Raptor (birds of prey) deaths continue to be something with which Scotland struggles. In a recent amnesty program more than 80 people turned in to authorities various outlawed pesticides that are utilized to poison wildlife. The amnesty program was part of Scotland’s battle against illegal wildlife killing. Last year Black Isle raptor deaths by poison reached 22. Raptors are also killed using illegal traps and other methods. Clearly, any introduced predators will face illegal hunting, trapping and poisoning in Scotland, at least in today’s mood in rural Scotland. The ethical justification for incurring those deaths for the cause of an increase in wildlife tourist revenue is questionable, given how predictable they will be.
Can Scotland Become Wild Enough For Large Predators?

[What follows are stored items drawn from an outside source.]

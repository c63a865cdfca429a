//! Track size compatibility chart: width buckets and unit conversion.
//!
//! Track sizes are shown as tabs keyed by width. Both the millimeter and the
//! inch groupings are built in a single pass so switching units never needs
//! a regroup. The same [`BucketRule`] is applied to both units.

use crate::constants::MM_PER_INCH;
use crate::models::{SizeCode, TrackSize};
use serde::{Deserialize, Serialize};
use std::collections::{BTreeMap, HashMap};
use std::fmt;
use std::str::FromStr;
use tracing::debug;

/// Display unit for the compatibility chart.
#[derive(Debug, Clone, Copy, PartialEq, Eq, Hash, Serialize, Deserialize, Default)]
#[serde(rename_all = "lowercase")]
pub enum Unit {
    /// Millimeters (the unit size codes are stored in)
    #[default]
    Mm,
    /// Inches
    Inches,
}

impl FromStr for Unit {
    type Err = anyhow::Error;

    fn from_str(s: &str) -> Result<Self, Self::Err> {
        match s.trim().to_lowercase().as_str() {
            "mm" | "millimeters" | "metric" => Ok(Self::Mm),
            "in" | "inch" | "inches" | "imperial" => Ok(Self::Inches),
            other => anyhow::bail!("Unknown unit '{other}' (expected mm or inches)"),
        }
    }
}

impl fmt::Display for Unit {
    fn fmt(&self, f: &mut fmt::Formatter<'_>) -> fmt::Result {
        match self {
            Self::Mm => f.write_str("mm"),
            Self::Inches => f.write_str("inches"),
        }
    }
}

/// How a width is turned into an integer bucket label.
///
/// The storefront chart rounds inch widths (`Nearest`), so 300 mm sits in
/// its 12" tab. The default here truncates both units, which puts 300 mm in
/// the 11" tab; set `catalog.bucket_rule = "nearest"` to match the storefront.
#[derive(Debug, Clone, Copy, PartialEq, Eq, Serialize, Deserialize, Default)]
#[serde(rename_all = "lowercase")]
pub enum BucketRule {
    /// Drop the fractional part (449.9 -> 449)
    #[default]
    Truncate,
    /// Round half away from zero (449.5 -> 450)
    Nearest,
}

impl BucketRule {
    /// Applies the rule to a positive width value.
    #[must_use]
    #[allow(clippy::cast_possible_truncation)]
    pub fn bucket(self, value: f64) -> i64 {
        match self {
            Self::Truncate => value.trunc() as i64,
            Self::Nearest => value.round() as i64,
        }
    }
}

impl FromStr for BucketRule {
    type Err = anyhow::Error;

    fn from_str(s: &str) -> Result<Self, Self::Err> {
        match s.trim().to_lowercase().as_str() {
            "truncate" => Ok(Self::Truncate),
            "nearest" | "round" => Ok(Self::Nearest),
            other => anyhow::bail!("Unknown bucket rule '{other}' (expected truncate or nearest)"),
        }
    }
}

impl fmt::Display for BucketRule {
    fn fmt(&self, f: &mut fmt::Formatter<'_>) -> fmt::Result {
        match self {
            Self::Truncate => f.write_str("truncate"),
            Self::Nearest => f.write_str("nearest"),
        }
    }
}

/// Track sizes grouped by width bucket, in both units.
#[derive(Debug, Clone, Default)]
pub struct WidthGroups<'a> {
    mm: BTreeMap<i64, Vec<&'a TrackSize>>,
    inches: BTreeMap<i64, Vec<&'a TrackSize>>,
    skipped: usize,
}

impl<'a> WidthGroups<'a> {
    /// Groups track sizes by width.
    ///
    /// Sizes without a usable width are filtered out first and counted in
    /// [`WidthGroups::skipped`]. Within a bucket, input order is kept.
    pub fn build(sizes: &'a [TrackSize], rule: BucketRule) -> Self {
        let mut groups = Self::default();

        for size in sizes {
            let Some(width) = size.width_mm() else {
                debug!("Skipping track size {} without a usable width", size.size);
                groups.skipped += 1;
                continue;
            };

            groups
                .mm
                .entry(rule.bucket(width))
                .or_default()
                .push(size);
            groups
                .inches
                .entry(rule.bucket(width / MM_PER_INCH))
                .or_default()
                .push(size);
        }

        groups
    }

    /// Returns the grouping for one unit, keyed in ascending numeric order.
    #[must_use]
    pub fn for_unit(&self, unit: Unit) -> &BTreeMap<i64, Vec<&'a TrackSize>> {
        match unit {
            Unit::Mm => &self.mm,
            Unit::Inches => &self.inches,
        }
    }

    /// Bucket labels for a unit, ascending.
    #[must_use]
    pub fn buckets(&self, unit: Unit) -> Vec<i64> {
        self.for_unit(unit).keys().copied().collect()
    }

    /// The bucket selected by default when the chart opens (smallest width).
    #[must_use]
    pub fn first_bucket(&self, unit: Unit) -> Option<i64> {
        self.for_unit(unit).keys().next().copied()
    }

    /// Sizes in one bucket; empty if the bucket does not exist.
    #[must_use]
    pub fn sizes_in(&self, unit: Unit, bucket: i64) -> &[&'a TrackSize] {
        self.for_unit(unit)
            .get(&bucket)
            .map(Vec::as_slice)
            .unwrap_or_default()
    }

    /// Number of sizes left out because their width was unknown.
    #[must_use]
    pub const fn skipped(&self) -> usize {
        self.skipped
    }
}

/// A track size formatted for display in a unit.
#[derive(Debug, Clone, PartialEq, Serialize)]
pub struct DisplaySize {
    /// Size string in the display unit ("11.8x2.17x82")
    pub size: String,
    /// Width in the display unit
    pub width: String,
    /// Pitch in the display unit
    pub pitch: String,
    /// Number of links
    pub links: u32,
    /// The stored millimeter code, for reverse lookup
    pub original_size: String,
    /// Selling price in USD
    #[serde(skip_serializing_if = "Option::is_none")]
    pub price: Option<f64>,
}

/// Formats a track size in the given unit.
///
/// Inches use one decimal for width and two for pitch, with ties rounded
/// away from zero (11.25 -> "11.3"). Returns `None` when the size is missing
/// a dimension.
///
/// # Examples
///
/// ```
/// use trackfinder::models::TrackSize;
/// use trackfinder::track_sizes::{convert, Unit};
///
/// let size = TrackSize::new("300x55x82", 300.0, 55.0, 82);
/// let shown = convert(&size, Unit::Inches).unwrap();
/// assert_eq!(shown.size, "11.8x2.17x82");
/// assert_eq!(shown.original_size, "300x55x82");
/// ```
#[must_use]
pub fn convert(size: &TrackSize, unit: Unit) -> Option<DisplaySize> {
    let dims = size.dimensions()?;

    let (width, pitch, code) = match unit {
        Unit::Mm => (
            format!("{}", dims.width),
            format!("{}", dims.pitch),
            size.size.clone(),
        ),
        Unit::Inches => {
            let width = format!("{:.1}", round_to(dims.width / MM_PER_INCH, 1));
            let pitch = format!("{:.2}", round_to(dims.pitch / MM_PER_INCH, 2));
            let code = format!("{width}x{pitch}x{}", dims.links);
            (width, pitch, code)
        }
    };

    Some(DisplaySize {
        size: code,
        width,
        pitch,
        links: dims.links,
        original_size: size.size.clone(),
        price: size.price,
    })
}

/// Rounds half away from zero to `decimals` places.
///
/// `format!` alone rounds exact ties to even, which would show 11.25" as 11.2.
fn round_to(value: f64, decimals: i32) -> f64 {
    let scale = 10_f64.powi(decimals);
    (value * scale).round() / scale
}

/// Reverse lookup of track sizes by size code.
#[derive(Debug, Clone, Default)]
pub struct TrackSizeIndex<'a> {
    by_code: HashMap<String, &'a TrackSize>,
}

impl<'a> TrackSizeIndex<'a> {
    /// Indexes sizes by normalized code. The first record wins on duplicates.
    pub fn new(sizes: &'a [TrackSize]) -> Self {
        let mut by_code = HashMap::new();
        for size in sizes {
            by_code
                .entry(SizeCode::normalize(&size.size))
                .or_insert(size);
        }
        Self { by_code }
    }

    /// Looks up a size by its code (case and spacing insensitive).
    #[must_use]
    pub fn lookup(&self, code: &str) -> Option<&'a TrackSize> {
        self.by_code.get(&SizeCode::normalize(code)).copied()
    }

    /// Number of distinct codes.
    #[must_use]
    pub fn len(&self) -> usize {
        self.by_code.len()
    }

    /// Whether the index is empty.
    #[must_use]
    pub fn is_empty(&self) -> bool {
        self.by_code.is_empty()
    }
}

#[cfg(test)]
mod tests {
    use super::*;
    use std::collections::BTreeSet;

    fn sample_sizes() -> Vec<TrackSize> {
        let mut unmeasured = TrackSize::new("custom", 0.0, 0.0, 0);
        unmeasured.width = None;

        vec![
            TrackSize::new("450x86x56", 450.0, 86.0, 56),
            TrackSize::new("300x55x82", 300.0, 55.0, 82),
            TrackSize::new("449.9x86x52", 449.9, 86.0, 52),
            unmeasured,
            TrackSize::new("180x72x37", 180.0, 72.0, 37),
            TrackSize::new("300x52.5x84", 300.0, 52.5, 84),
        ]
    }

    #[test]
    fn test_group_mm_keys_are_truncated_widths() {
        let sizes = sample_sizes();
        let groups = WidthGroups::build(&sizes, BucketRule::Truncate);

        let expected: BTreeSet<i64> = sizes
            .iter()
            .filter_map(TrackSize::width_mm)
            .map(|w| w.trunc() as i64)
            .collect();

        assert_eq!(groups.buckets(Unit::Mm), expected.into_iter().collect::<Vec<_>>());
        assert_eq!(groups.buckets(Unit::Mm), vec![180, 300, 449, 450]);
    }

    #[test]
    fn test_group_keys_are_numeric_not_lexicographic() {
        let sizes = vec![
            TrackSize::new("1000x100x50", 1000.0, 100.0, 50),
            TrackSize::new("90x50x30", 90.0, 50.0, 30),
            TrackSize::new("200x72x40", 200.0, 72.0, 40),
        ];
        let groups = WidthGroups::build(&sizes, BucketRule::Truncate);
        assert_eq!(groups.buckets(Unit::Mm), vec![90, 200, 1000]);
        assert_eq!(groups.first_bucket(Unit::Mm), Some(90));
    }

    #[test]
    fn test_group_skips_unmeasured_sizes() {
        let sizes = sample_sizes();
        let groups = WidthGroups::build(&sizes, BucketRule::Truncate);
        assert_eq!(groups.skipped(), 1);
        let grouped: usize = groups.for_unit(Unit::Mm).values().map(Vec::len).sum();
        assert_eq!(grouped, sizes.len() - 1);
    }

    #[test]
    fn test_group_inch_buckets() {
        let sizes = sample_sizes();

        let truncated = WidthGroups::build(&sizes, BucketRule::Truncate);
        // 180/25.4 = 7.09, 300/25.4 = 11.81, 449.9/25.4 = 17.71, 450/25.4 = 17.72
        assert_eq!(truncated.buckets(Unit::Inches), vec![7, 11, 17]);
        assert_eq!(truncated.sizes_in(Unit::Inches, 17).len(), 2);

        let nearest = WidthGroups::build(&sizes, BucketRule::Nearest);
        assert_eq!(nearest.buckets(Unit::Inches), vec![7, 12, 18]);
        assert_eq!(nearest.buckets(Unit::Mm), vec![180, 300, 450]);
        assert_eq!(nearest.sizes_in(Unit::Mm, 450).len(), 2);
    }

    #[test]
    fn test_bucket_keeps_input_order() {
        let sizes = sample_sizes();
        let groups = WidthGroups::build(&sizes, BucketRule::Truncate);
        let codes: Vec<&str> = groups
            .sizes_in(Unit::Mm, 300)
            .iter()
            .map(|s| s.size.as_str())
            .collect();
        assert_eq!(codes, vec!["300x55x82", "300x52.5x84"]);
        assert!(groups.sizes_in(Unit::Mm, 999).is_empty());
    }

    #[test]
    fn test_bucket_rule_half_away_from_zero() {
        assert_eq!(BucketRule::Nearest.bucket(449.5), 450);
        assert_eq!(BucketRule::Nearest.bucket(449.49), 449);
        assert_eq!(BucketRule::Truncate.bucket(449.99), 449);
    }

    #[test]
    fn test_convert_to_inches() {
        let size = TrackSize::new("300x55x82", 300.0, 55.0, 82);
        let shown = convert(&size, Unit::Inches).unwrap();
        assert_eq!(shown.size, "11.8x2.17x82");
        assert_eq!(shown.width, "11.8");
        assert_eq!(shown.pitch, "2.17");
        assert_eq!(shown.links, 82);
        assert_eq!(shown.original_size, "300x55x82");
    }

    #[test]
    fn test_convert_rounds_ties_away_from_zero() {
        // 285.75 mm = 11.25", 53.975 mm = 2.125"
        let size = TrackSize::new("285.75x53.975x50", 285.75, 53.975, 50);
        let shown = convert(&size, Unit::Inches).unwrap();
        assert_eq!(shown.width, "11.3");
        assert_eq!(shown.pitch, "2.13");
        assert_eq!(shown.size, "11.3x2.13x50");
    }

    #[test]
    fn test_convert_mm_keeps_stored_values() {
        let size = TrackSize::new("300x52.5x84", 300.0, 52.5, 84);
        let shown = convert(&size, Unit::Mm).unwrap();
        assert_eq!(shown.size, "300x52.5x84");
        assert_eq!(shown.width, "300");
        assert_eq!(shown.pitch, "52.5");
    }

    #[test]
    fn test_convert_missing_dimension() {
        let mut size = TrackSize::new("300x55x82", 300.0, 55.0, 82);
        size.pitch = None;
        assert!(convert(&size, Unit::Inches).is_none());
    }

    #[test]
    fn test_convert_round_trip_through_original_size() {
        let sizes = sample_sizes();
        let index = TrackSizeIndex::new(&sizes);

        for size in sizes.iter().filter(|s| s.dimensions().is_some()) {
            let inches = convert(size, Unit::Inches).unwrap();
            let source = index.lookup(&inches.original_size).unwrap();
            assert_eq!(source, size);
            assert_eq!(convert(source, Unit::Mm), convert(size, Unit::Mm));
        }
    }

    #[test]
    fn test_index_first_record_wins() {
        let mut duplicate = TrackSize::new("300X55X82", 300.0, 55.0, 82);
        duplicate.price = Some(999.0);
        let sizes = vec![TrackSize::new("300x55x82", 300.0, 55.0, 82), duplicate];

        let index = TrackSizeIndex::new(&sizes);
        assert_eq!(index.len(), 1);
        assert_eq!(index.lookup("300x55x82").unwrap().price, None);
        assert!(index.lookup("300x55x84").is_none());
    }

    #[test]
    fn test_unit_from_str() {
        assert_eq!("mm".parse::<Unit>().unwrap(), Unit::Mm);
        assert_eq!("Inches".parse::<Unit>().unwrap(), Unit::Inches);
        assert_eq!("in".parse::<Unit>().unwrap(), Unit::Inches);
        assert!("cubits".parse::<Unit>().is_err());
    }
}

Scotland’s wild lands are presently dwindling year to year. Check out the 2014 Scottish Natural Heritage Wild Lands Map for perspective. It has recently been pointed out that the “proportion of Scotland from which built development cannot be seen has dropped by two fifths in just 11 years, to 27 per cent in 2013.” See Paul Webster, New Vision Offers A Positive Vision For Scotland’s Mountains. Proponents of Lynx reintroduction estimate that habitat sufficient to support an introduced Lynx population, probably in the borders, could be available by 2025. That is, if all of Scotland was pulling in the same direction, which they are not presently doing.
As in America, rural communities are advising caution with any wildlife introduction plans in Scotland. It is not the grisly legacy of Little Red Ridinghood that drives opposition to predator planting in the Caledonian forest. Opposition generally comes from the grit and reality of rural agrarian existence informed with generations of stories about what might happen to lambs and calves, not to mention barnyard fowl, if there are bears and wolves and big cats in the woods and sea eagles on the wing.
A Legacy Of Human Removal Still Lingers.
Some in the Highlands and Islands have pointed out that a portion of what we consider “wild” in Scotland today was not always like that. Rob Gibson MSP (SNP) representing Caithness, Sutherland and Ross has reminded us of those lands which were cleared of human residence just a few hundred years ago. His point is that putting much of rural Highlands and Islands land into conservation, in some cases on lands that had been previously cleared of local community residence and use, may not be the correct manner in which to progress. Gibson’s position has drawn criticism from wild land proponents. Yet even Gibson’s opponents admit that the sites of 2 of 13 cleared villages are located within bio-protected lands.
If previously cleared lands are withdrawn from the available wild land base in the Highlands and Islands the possibility of a complete ecosystem becomes a bit less viable. It really doesn’t help much to rely on the fact that top predators survived in Scotland for a long time prior to being wiped out. Using today’s technologies, humans are able to penetrate what’s left of Scotland’s forests to a far greater extent with greater disturbance to the wild residents than in centuries past. Top predators may well require a geographically larger wild refuge to thrive in the 21st century than they got away with in the 10th century.
It is an interesting debate, but perhaps the most important thing to remember at present is that it IS a debate. Scotland is far from one mind on these issues. Nonetheless, Scots have proved extremely committed and dogged politically when they find an issue about which they care deeply. For further info, check out the leading proponent of rewilding Scotland, a non profit group called Rewilding Britain. They keep a very informative website and their work includes far more than just top predator reintroduction.
Eco Tourism Driven.
Much of the rationale in support of rewilding Scotland is pulled from the widely predicted “eco-tourism” boost that would result if large charismatic predators were replanted in the Scottish countryside.